The Exhaust Gas Cleaning Systems Association (EGCSA) has criticized the decision of the Maritime and Port Authority (MPA) of Singapore to ban the discharge of wash water from open loop scrubbers in Singaporean waters in 2020.
Singapore said it had made the decision to protect the marine environment There have been fears that the contents of the released water in open-loop scrubbers include heavy metals and poly-aromatic hydrocarbons, which pose a potential risk to marine life.
EGCSA believed that the decision came without a consultation process with the industry representatives and that it was not based on proven scientific findings.

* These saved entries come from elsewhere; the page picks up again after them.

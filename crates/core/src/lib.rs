// Loadbench shared types
//
// This crate holds what both sides of a benchmark run agree on:
// - Endpoint identifiers and their HTTP paths
// - Response bodies returned by the benchmark service
// - Logging initialization used by every binary
//
// Note: This crate has NO dependency on the HTTP server or the database.

pub mod endpoint;
pub mod responses;

// Telemetry (tracing-subscriber setup)
pub mod telemetry;

pub use endpoint::{Endpoint, ParseEndpointError};
pub use responses::{ComputeResponse, ErrorResponse, IoResponse, StatusResponse};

“We encourage all ports to avoid the quick headline which is politically motivated and provides no measurable society benefit and instead to seek dialogue with the industry, conduct thorough investigations into all the available options for meeting the 2020 sulphur cap and to focus on sustainable solutions that will stand the test of time,” EGCSA said.
The association insisted that there were greater risks to human health resulting from the high toxicity of low sulphur fuels and more toxic distillates if no exhaust gas cleaning systems were used.
“The many dumbbell low sulphur fuels are also expected to have less complete combustion as the fuel boiling point distribution and that this will also contribute to higher particulate matter discharge and poorer air quality in Singapore,” EGCSA said.
Data from the DNV GL classification society has showed that 72% of the total scrubber systems installed are open loop systems, with the majority being closed-loop ready.
Nikolas Tsakos, CEO of Tsakos Energy Navigation (TEN) and Chairman of the International Association of Independent Tanker Owners (INTERTANKO), has been a major voice against open-loop scrubbers.